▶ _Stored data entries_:
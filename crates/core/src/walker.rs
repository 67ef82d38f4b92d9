//! Lazy directory traversal with exclusion rules.

use crate::config::ScanConfig;
use crate::error::{DedupeError, Result};
use globset::{Glob, GlobSet, GlobSetBuilder};
use std::collections::HashSet;
use std::path::{Path, PathBuf};
use std::sync::Arc;
use tracing::{debug, warn};
use walkdir::{DirEntry, WalkDir};

#[derive(Debug, Clone, PartialEq, Eq)]
pub struct FileDescriptor {
    pub path: PathBuf,
    pub name: String,
    pub size: u64,
    /// Lowercase with leading dot, empty when the file has no extension.
    pub ext: String,
}

#[derive(Debug, Clone)]
pub struct WalkOptions {
    pub exclude_dirs: HashSet<String>,
    pub exclude_extensions: HashSet<String>,
    pub exclude_files: GlobSet,
    pub min_size: u64,
    pub max_size: Option<u64>,
}

impl Default for WalkOptions {
    fn default() -> Self {
        Self {
            exclude_dirs: HashSet::new(),
            exclude_extensions: HashSet::new(),
            exclude_files: GlobSet::empty(),
            min_size: 0,
            max_size: None,
        }
    }
}

impl WalkOptions {
    pub fn from_config(cfg: &ScanConfig) -> Result<Self> {
        let exclude_files = build_globset(&cfg.exclude_files)?;
        Ok(Self {
            exclude_dirs: cfg.exclude_dirs.iter().cloned().collect(),
            exclude_extensions: cfg
                .exclude_extensions
                .iter()
                .map(|e| normalize_ext(e))
                .filter(|e| !e.is_empty())
                .collect(),
            exclude_files,
            min_size: cfg.min_file_size,
            max_size: (cfg.max_file_size > 0).then_some(cfg.max_file_size as u64),
        })
    }

    fn skips_dir(&self, entry: &DirEntry) -> bool {
        entry.depth() > 0
            && entry.file_type().is_dir()
            && entry
                .file_name()
                .to_str()
                .map(|n| self.exclude_dirs.contains(n))
                .unwrap_or(false)
    }

    fn accepts(&self, name: &str, ext: &str, size: u64) -> bool {
        if !ext.is_empty() && self.exclude_extensions.contains(ext) {
            return false;
        }
        if self.exclude_files.is_match(name) {
            return false;
        }
        if size < self.min_size {
            return false;
        }
        if let Some(max) = self.max_size {
            if size > max {
                return false;
            }
        }
        true
    }
}

type EntryIter = Box<dyn Iterator<Item = walkdir::Result<DirEntry>> + Send>;

/// Depth-first iterator over every eligible file below the configured roots.
///
/// Roots are walked one after another in the order given; entries inside a
/// directory are visited in file-name order. Unreadable entries are logged
/// and skipped.
pub struct Walker {
    roots: std::vec::IntoIter<PathBuf>,
    current: Option<EntryIter>,
    options: Arc<WalkOptions>,
}

impl Walker {
    pub fn new(roots: Vec<PathBuf>, options: WalkOptions) -> Self {
        Self {
            roots: resolve_roots(&roots).into_iter(),
            current: None,
            options: Arc::new(options),
        }
    }

    fn open_next_root(&mut self) -> bool {
        let Some(root) = self.roots.next() else {
            return false;
        };
        debug!(root = %root.display(), "walking root");
        let options = Arc::clone(&self.options);
        let iter = WalkDir::new(root)
            .follow_links(false)
            .sort_by_file_name()
            .into_iter()
            .filter_entry(move |e| !options.skips_dir(e));
        self.current = Some(Box::new(iter));
        true
    }

    fn describe(&self, entry: DirEntry) -> Option<FileDescriptor> {
        if !entry.file_type().is_file() {
            return None;
        }
        let name = entry.file_name().to_string_lossy().into_owned();
        let ext = extension_of(entry.path());
        let meta = match entry.metadata() {
            Ok(m) => m,
            Err(err) => {
                warn!(path = %entry.path().display(), error = %err, "cannot stat file, skipping");
                return None;
            }
        };
        let size = meta.len();
        if !self.options.accepts(&name, &ext, size) {
            return None;
        }
        Some(FileDescriptor {
            path: entry.into_path(),
            name,
            size,
            ext,
        })
    }
}

impl Iterator for Walker {
    type Item = FileDescriptor;

    fn next(&mut self) -> Option<FileDescriptor> {
        loop {
            if self.current.is_none() && !self.open_next_root() {
                return None;
            }
            let next = self.current.as_mut().and_then(|it| it.next());
            match next {
                None => self.current = None,
                Some(Err(err)) => {
                    let path = err
                        .path()
                        .map(|p| p.display().to_string())
                        .unwrap_or_default();
                    warn!(path = %path, error = %err, "walk error, skipping entry");
                }
                Some(Ok(entry)) => {
                    if let Some(file) = self.describe(entry) {
                        return Some(file);
                    }
                }
            }
        }
    }
}

/// Lowercase extension with leading dot, or an empty string.
pub fn extension_of(path: &Path) -> String {
    path.extension()
        .and_then(|s| s.to_str())
        .map(|e| format!(".{}", e.to_lowercase()))
        .unwrap_or_default()
}

/// Accepts `jpg`, `.JPG` or `*.jpg` and returns `.jpg`.
pub fn normalize_ext(ext: &str) -> String {
    let trimmed = ext.trim().trim_start_matches('*').trim_start_matches('.');
    if trimmed.is_empty() {
        return String::new();
    }
    format!(".{}", trimmed.to_lowercase())
}

/// Canonical, absolute forms of `roots` with aliases and nested roots collapsed.
/// Roots that cannot be resolved (missing, unreadable) are logged and dropped.
pub fn resolve_roots(roots: &[PathBuf]) -> Vec<PathBuf> {
    let canonical = roots
        .iter()
        .filter_map(|root| match root.canonicalize() {
            Ok(real) => Some(real),
            Err(err) => {
                warn!(root = %root.display(), error = %err, "cannot resolve scan root, skipping");
                None
            }
        })
        .collect();
    collapse_roots(canonical)
}

/// Drops repeated roots and roots nested inside an earlier one so that no
/// file is yielded twice. Order of the survivors is preserved.
pub fn collapse_roots(roots: Vec<PathBuf>) -> Vec<PathBuf> {
    let mut kept: Vec<PathBuf> = Vec::with_capacity(roots.len());
    for root in &roots {
        let covered = roots
            .iter()
            .any(|other| other != root && root.starts_with(other));
        if covered || kept.contains(root) {
            warn!(root = %root.display(), "root overlaps another scan root, skipping");
            continue;
        }
        kept.push(root.clone());
    }
    kept
}

fn build_globset(patterns: &[String]) -> Result<GlobSet> {
    let mut builder = GlobSetBuilder::new();
    for pat in patterns {
        let glob = Glob::new(pat)
            .map_err(|e| DedupeError::Config(format!("invalid glob `{pat}`: {e}")))?;
        builder.add(glob);
    }
    builder
        .build()
        .map_err(|e| DedupeError::Config(format!("invalid exclusion globs: {e}")))
}

#[cfg(test)]
mod tests {
    use super::*;
    use std::fs;

    fn write(path: &Path, bytes: &[u8]) {
        fs::create_dir_all(path.parent().unwrap()).unwrap();
        fs::write(path, bytes).unwrap();
    }

    fn names(walker: Walker) -> Vec<String> {
        walker.map(|f| f.name).collect()
    }

    #[test]
    fn walks_depth_first_in_name_order() {
        let temp = tempfile::tempdir().unwrap();
        let root = temp.path();
        write(&root.join("b.txt"), b"b");
        write(&root.join("a/z.txt"), b"z");
        write(&root.join("a/y/x.txt"), b"x");
        write(&root.join("c.TXT"), b"c");

        let files: Vec<FileDescriptor> =
            Walker::new(vec![root.to_path_buf()], WalkOptions::default()).collect();
        let names: Vec<&str> = files.iter().map(|f| f.name.as_str()).collect();
        assert_eq!(names, vec!["x.txt", "z.txt", "b.txt", "c.TXT"]);
        assert_eq!(files[3].ext, ".txt");
        assert_eq!(files[0].size, 1);
    }

    #[test]
    fn excluded_directories_are_not_descended() {
        let temp = tempfile::tempdir().unwrap();
        let root = temp.path();
        write(&root.join("keep/a.txt"), b"a");
        write(&root.join("node_modules/pkg/b.txt"), b"b");
        write(&root.join("keep/node_modules/c.txt"), b"c");

        let opts = WalkOptions {
            exclude_dirs: ["node_modules".to_string()].into_iter().collect(),
            ..Default::default()
        };
        assert_eq!(names(Walker::new(vec![root.to_path_buf()], opts)), vec!["a.txt"]);
    }

    #[test]
    fn root_is_walked_even_if_its_name_is_excluded() {
        let temp = tempfile::tempdir().unwrap();
        let root = temp.path().join("build");
        write(&root.join("out.bin"), b"1");

        let opts = WalkOptions {
            exclude_dirs: ["build".to_string()].into_iter().collect(),
            ..Default::default()
        };
        assert_eq!(names(Walker::new(vec![root], opts)), vec!["out.bin"]);
    }

    #[test]
    fn extension_name_and_size_filters_skip_files() {
        let temp = tempfile::tempdir().unwrap();
        let root = temp.path();
        write(&root.join("small.dat"), b"1");
        write(&root.join("medium.dat"), &[0u8; 10]);
        write(&root.join("large.dat"), &[0u8; 100]);
        write(&root.join("skip.LOG"), &[0u8; 10]);
        write(&root.join(".DS_Store"), &[0u8; 10]);

        let cfg = ScanConfig {
            exclude_extensions: vec!["log".into()],
            exclude_files: vec![".DS_Store".into()],
            min_file_size: 5,
            max_file_size: 50,
            ..Default::default()
        };
        let opts = WalkOptions::from_config(&cfg).unwrap();
        assert_eq!(names(Walker::new(vec![root.to_path_buf()], opts)), vec!["medium.dat"]);
    }

    #[test]
    fn non_positive_max_size_is_unbounded() {
        let cfg = ScanConfig {
            max_file_size: 0,
            ..Default::default()
        };
        let opts = WalkOptions::from_config(&cfg).unwrap();
        assert_eq!(opts.max_size, None);
        assert!(opts.accepts("big.iso", ".iso", u64::MAX));
    }

    #[test]
    fn missing_roots_are_skipped_and_later_roots_still_walked() {
        let temp = tempfile::tempdir().unwrap();
        let present = temp.path().join("present");
        write(&present.join("a.txt"), b"a");
        let roots = vec![temp.path().join("missing"), present];
        assert_eq!(names(Walker::new(roots, WalkOptions::default())), vec!["a.txt"]);
    }

    #[test]
    fn overlapping_roots_yield_each_file_once() {
        let temp = tempfile::tempdir().unwrap();
        let root = temp.path().to_path_buf();
        write(&root.join("sub/a.txt"), b"a");
        let roots = vec![root.join("sub"), root.clone(), root.clone()];
        assert_eq!(collapse_roots(roots.clone()), vec![root.clone()]);
        assert_eq!(names(Walker::new(roots, WalkOptions::default())), vec!["a.txt"]);
    }

    #[test]
    fn relative_and_aliased_roots_are_walked_once_with_absolute_paths() {
        // Created under the working directory so that its path is relative.
        let temp = tempfile::tempdir_in(".").unwrap();
        let root = temp.path().join("incoming");
        write(&root.join("only.txt"), b"one");
        assert!(root.is_relative());

        let mut roots = vec![
            root.clone(),
            temp.path().join("incoming/../incoming"),
            std::env::current_dir().unwrap().join(&root),
        ];
        #[cfg(unix)]
        {
            let alias = temp.path().join("alias");
            std::os::unix::fs::symlink(root.canonicalize().unwrap(), &alias).unwrap();
            roots.push(alias);
        }

        let files: Vec<FileDescriptor> =
            Walker::new(roots.clone(), WalkOptions::default()).collect();
        assert_eq!(files.len(), 1);
        assert!(files[0].path.is_absolute());
        assert_eq!(files[0].path, root.canonicalize().unwrap().join("only.txt"));
        assert_eq!(resolve_roots(&roots), vec![root.canonicalize().unwrap()]);
    }

    #[cfg(unix)]
    #[test]
    fn symlinks_are_not_followed() {
        let temp = tempfile::tempdir().unwrap();
        let root = temp.path().join("root");
        let elsewhere = temp.path().join("elsewhere");
        write(&root.join("real.txt"), b"r");
        write(&elsewhere.join("target.txt"), b"t");
        std::os::unix::fs::symlink(&elsewhere, root.join("linked_dir")).unwrap();
        std::os::unix::fs::symlink(elsewhere.join("target.txt"), root.join("link.txt")).unwrap();

        assert_eq!(names(Walker::new(vec![root], WalkOptions::default())), vec!["real.txt"]);
    }

    #[test]
    fn normalize_ext_accepts_loose_spellings() {
        assert_eq!(normalize_ext("JPG"), ".jpg");
        assert_eq!(normalize_ext(".Png"), ".png");
        assert_eq!(normalize_ext("*.gz"), ".gz");
        assert_eq!(normalize_ext(""), "");
        assert_eq!(extension_of(Path::new("/x/archive.tar.GZ")), ".gz");
        assert_eq!(extension_of(Path::new("/x/Makefile")), "");
    }
}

▶ _Assignment_: Lines from the beginning of the data above through the line containing "fn accepts(&self, name: &str, ext: &str, size: u64)" are to be returned exactly, and no others.

▶ _Task output_:
filename crates/core/src/walker.rs
repository 67ef82d38f4b92d9
//! Lazy directory traversal with exclusion rules.

use crate::config::ScanConfig;
use crate::error::{DedupeError, Result};
use globset::{Glob, GlobSet, GlobSetBuilder};
use std::collections::HashSet;
use std::path::{Path, PathBuf};
use std::sync::Arc;
use tracing::{debug, warn};
use walkdir::{DirEntry, WalkDir};

#[derive(Debug, Clone, PartialEq, Eq)]
pub struct FileDescriptor {
    pub path: PathBuf,
    pub name: String,
    pub size: u64,
    /// Lowercase with leading dot, empty when the file has no extension.
    pub ext: String,
}

#[derive(Debug, Clone)]
pub struct WalkOptions {
    pub exclude_dirs: HashSet<String>,
    pub exclude_extensions: HashSet<String>,
    pub exclude_files: GlobSet,
    pub min_size: u64,
    pub max_size: Option<u64>,
}

impl Default for WalkOptions {
    fn default() -> Self {
        Self {
            exclude_dirs: HashSet::new(),
            exclude_extensions: HashSet::new(),
            exclude_files: GlobSet::empty(),
            min_size: 0,
            max_size: None,
        }
    }
}

impl WalkOptions {
    pub fn from_config(cfg: &ScanConfig) -> Result<Self> {
        let exclude_files = build_globset(&cfg.exclude_files)?;
        Ok(Self {
            exclude_dirs: cfg.exclude_dirs.iter().cloned().collect(),
            exclude_extensions: cfg
                .exclude_extensions
                .iter()
                .map(|e| normalize_ext(e))
                .filter(|e| !e.is_empty())
                .collect(),
            exclude_files,
            min_size: cfg.min_file_size,
            max_size: (cfg.max_file_size > 0).then_some(cfg.max_file_size as u64),
        })
    }

    fn skips_dir(&self, entry: &DirEntry) -> bool {
        entry.depth() > 0
            && entry.file_type().is_dir()
            && entry
                .file_name()
                .to_str()
                .map(|n| self.exclude_dirs.contains(n))
                .unwrap_or(false)
    }

    fn accepts(&self, name: &str, ext: &str, size: u64) -> bool {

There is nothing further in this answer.